Reproduce the records below exactly, but only between the lines holding "and first value." and "let len = options.len();", inclusive.
PROVIDED ENTRIES Start Marker
impl Field {
    /// Fields the user can change, in form order.
    pub const EDITABLE: [Self; 7] = [
        Self::Name,
        Self::Category,
        Self::Location,
        Self::Status,
        Self::Type,
        Self::Region,
        Self::Date,
    ];

    /// Every field in form order, including the read-only identifier.
    pub const ALL: [Self; 8] = [
        Self::Id,
        Self::Name,
        Self::Category,
        Self::Location,
        Self::Status,
        Self::Type,
        Self::Region,
        Self::Date,
    ];

    #[must_use]
    pub const fn label(self) -> &'static str {
        match self {
            Self::Id => "Vendor ID",
            Self::Name => "Name",
            Self::Category => "Category",
            Self::Location => "Location",
            Self::Status => "Status",
            Self::Type => "Type",
            Self::Region => "Region",
            Self::Date => "Date",
        }
    }

    /// Allowed values for select-style fields, `None` for free text.
    #[must_use]
    pub fn choices(self) -> Option<Vec<&'static str>> {
        match self {
            Self::Category => Some(Category::ALL.iter().map(|v| v.label()).collect()),
            Self::Status => Some(Status::ALL.iter().map(|v| v.label()).collect()),
            Self::Type => Some(VendorType::ALL.iter().map(|v| v.label()).collect()),
            Self::Region => Some(Region::ALL.iter().map(|v| v.label()).collect()),
            Self::Id | Self::Name | Self::Location | Self::Date => None,
        }
    }

    /// Next editable field, wrapping.
    #[must_use]
    pub fn next(self) -> Self {
        let idx = Self::EDITABLE.iter().position(|f| *f == self).map_or(0, |i| i + 1);
        Self::EDITABLE[idx % Self::EDITABLE.len()]
    }

    /// Previous editable field, wrapping.
    #[must_use]
    pub fn prev(self) -> Self {
        let len = Self::EDITABLE.len();
        let idx = Self::EDITABLE.iter().position(|f| *f == self).unwrap_or(0);
        Self::EDITABLE[(idx + len - 1) % len]
    }
}

impl fmt::Display for Field {
    fn fmt(&self, f: &mut fmt::Formatter<'_>) -> fmt::Result {
        f.write_str(self.label())
    }
}

/// String-typed working copy of a vendor.
#[derive(Debug, Clone, PartialEq, Eq)]
pub struct VendorDraft {
    id: String,
    name: String,
    category: String,
    location: String,
    status: String,
    vendor_type: String,
    region: String,
    date: String,
}

impl VendorDraft {
    /// Seeds a draft from an existing record.
    #[must_use]
    pub fn from_vendor(vendor: &Vendor) -> Self {
        Self {
            id: vendor.id.clone(),
            name: vendor.name.clone(),
            category: vendor.category.label().to_string(),
            location: vendor.location.clone(),
            status: vendor.status.label().to_string(),
            vendor_type: vendor.vendor_type.label().to_string(),
            region: vendor.region.label().to_string(),
            date: vendor.date.format(DATE_FORMAT).to_string(),
        }
    }

    /// Identifier of the record being edited.
    #[must_use]
    pub fn id(&self) -> &str {
        &self.id
    }

    /// Current raw value of `field`.
    #[must_use]
    pub fn get(&self, field: Field) -> &str {
        match field {
            Field::Id => &self.id,
            Field::Name => &self.name,
            Field::Category => &self.category,
            Field::Location => &self.location,
            Field::Status => &self.status,
            Field::Type => &self.vendor_type,
            Field::Region => &self.region,
            Field::Date => &self.date,
        }
    }

    fn slot(&mut self, field: Field) -> Option<&mut String> {
        match field {
            Field::Id => None,
            Field::Name => Some(&mut self.name),
            Field::Category => Some(&mut self.category),
            Field::Location => Some(&mut self.location),
            Field::Status => Some(&mut self.status),
            Field::Type => Some(&mut self.vendor_type),
            Field::Region => Some(&mut self.region),
            Field::Date => Some(&mut self.date),
        }
    }

    /// Overwrites `field`. Writes to [`Field::Id`] are ignored.
    pub fn set(&mut self, field: Field, value: impl Into<String>) {
        if let Some(slot) = self.slot(field) {
            *slot = value.into();
        }
    }

    /// Appends a typed character to a text field.
    pub fn push_char(&mut self, field: Field, c: char) {
        if field.choices().is_some() {
            return;
        }
        if let Some(slot) = self.slot(field) {
            slot.push(c);
        }
    }

    /// Removes the last character of a text field, or clears a select field.
    pub fn pop_char(&mut self, field: Field) {
        let is_select = field.choices().is_some();
        if let Some(slot) = self.slot(field) {
            if is_select {
                slot.clear();
            } else {
                slot.pop();
            }
        }
    }

    /// Steps a select field through its choices, with the empty "Select …" option
    /// sitting between the last and first value.
    pub fn cycle(&mut self, field: Field, forward: bool) {
        let Some(choices) = field.choices() else {
            return;
        };
        let Some(slot) = self.slot(field) else {
            return;
        };

        let mut options: Vec<&str> = vec![""];
        options.extend(choices);
        let len = options.len();
        let current = options.iter().position(|o| *o == slot.as_str()).unwrap_or(0);
        let next = if forward {
            (current + 1) % len
        } else {
            (current + len - 1) % len
        };
        *slot = options[next].to_string();
    }

    /// Validates every editable field and builds the record.
    ///
    /// # Errors
    ///
    /// Returns the full set of field errors; never stops at the first one.
    pub fn validate(&self) -> Result<Vendor, FieldErrors> {
        let mut errors = FieldErrors::default();

        if self.name.trim().is_empty() {
            errors.insert(Field::Name, "Name is required");
        }
        if self.location.trim().is_empty() {
            errors.insert(Field::Location, "Location is required");
        }

        let category = parse_choice::<Category>(&self.category, Field::Category, &mut errors);
        let status = parse_choice::<Status>(&self.status, Field::Status, &mut errors);
        let vendor_type = parse_choice::<VendorType>(&self.vendor_type, Field::Type, &mut errors);
        let region = parse_choice::<Region>(&self.region, Field::Region, &mut errors);

        let date = if self.date.trim().is_empty() {
            errors.insert(Field::Date, "Date is required");
            None
        } else {
            NaiveDate::parse_from_str(self.date.trim(), DATE_FORMAT)
                .map_err(|_| errors.insert(Field::Date, "Date must be a calendar date (YYYY-MM-DD)"))
                .ok()
        };

        match (category, status, vendor_type, region, date) {
            (Some(category), Some(status), Some(vendor_type), Some(region), Some(date))
                if errors.is_empty() =>
            {
                Ok(Vendor {
                    id: self.id.clone(),
                    name: self.name.clone(),
                    category,
                    location: self.location.clone(),
                    status,
                    vendor_type,
                    region,
                    date,
                })
            }
            _ => Err(errors),
        }
    }
}

fn parse_choice<T: std::str::FromStr>(raw: &str, field: Field, errors: &mut FieldErrors) -> Option<T> {
    if raw.is_empty() {
        errors.insert(field, format!("{} is required", field.label()));
        return None;
    }
    raw.parse::<T>()
        .map_err(|_| {
            let allowed = field.choices().unwrap_or_default().join(", ");
            errors.insert(field, format!("{} must be one of {allowed}", field.label()));
        })
        .ok()
}

/// Per-field validation messages.
#[derive(Debug, Clone, Default, PartialEq, Eq)]
pub struct FieldErrors(BTreeMap<Field, String>);

impl FieldErrors {
    fn insert(&mut self, field: Field, message: impl Into<String>) {
        self.0.insert(field, message.into());
    }

    #[must_use]
    pub fn get(&self, field: Field) -> Option<&str> {
        self.0.get(&field).map(String::as_str)
    }

    /// Drops the message for `field`; called as soon as the user touches it.
    pub fn clear(&mut self, field: Field) {
        self.0.remove(&field);
    }

    #[must_use]
    pub fn is_empty(&self) -> bool {
        self.0.is_empty()
    }

    #[must_use]
    pub fn len(&self) -> usize {
        self.0.len()
    }

    pub fn iter(&self) -> impl Iterator<Item = (Field, &str)> {
        self.0.iter().map(|(field, msg)| (*field, msg.as_str()))
    }
}

/// Result of [`VendorEditor::submit`].
#[derive(Debug)]
pub enum SubmitOutcome {
    /// The store now holds this record.
    Saved(Vendor),
    /// Validation failed; messages are on the editor.
    Invalid { error_count: usize },
    /// The draft was valid but the store refused it.
    Rejected(VendorizerError),
}

/// An open edit session for one vendor.
#[derive(Debug, Clone, PartialEq, Eq)]
pub struct VendorEditor {
    draft: VendorDraft,
    focus: Field,
    errors: FieldErrors,
}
PROVIDED ENTRIES End Marker
**RESULT OF THIS EXERCISE:**
    /// sitting between the last and first value.
    pub fn cycle(&mut self, field: Field, forward: bool) {
        let Some(choices) = field.choices() else {
            return;
        };
        let Some(slot) = self.slot(field) else {
            return;
        };

        let mut options: Vec<&str> = vec![""];
        options.extend(choices);
        let len = options.len();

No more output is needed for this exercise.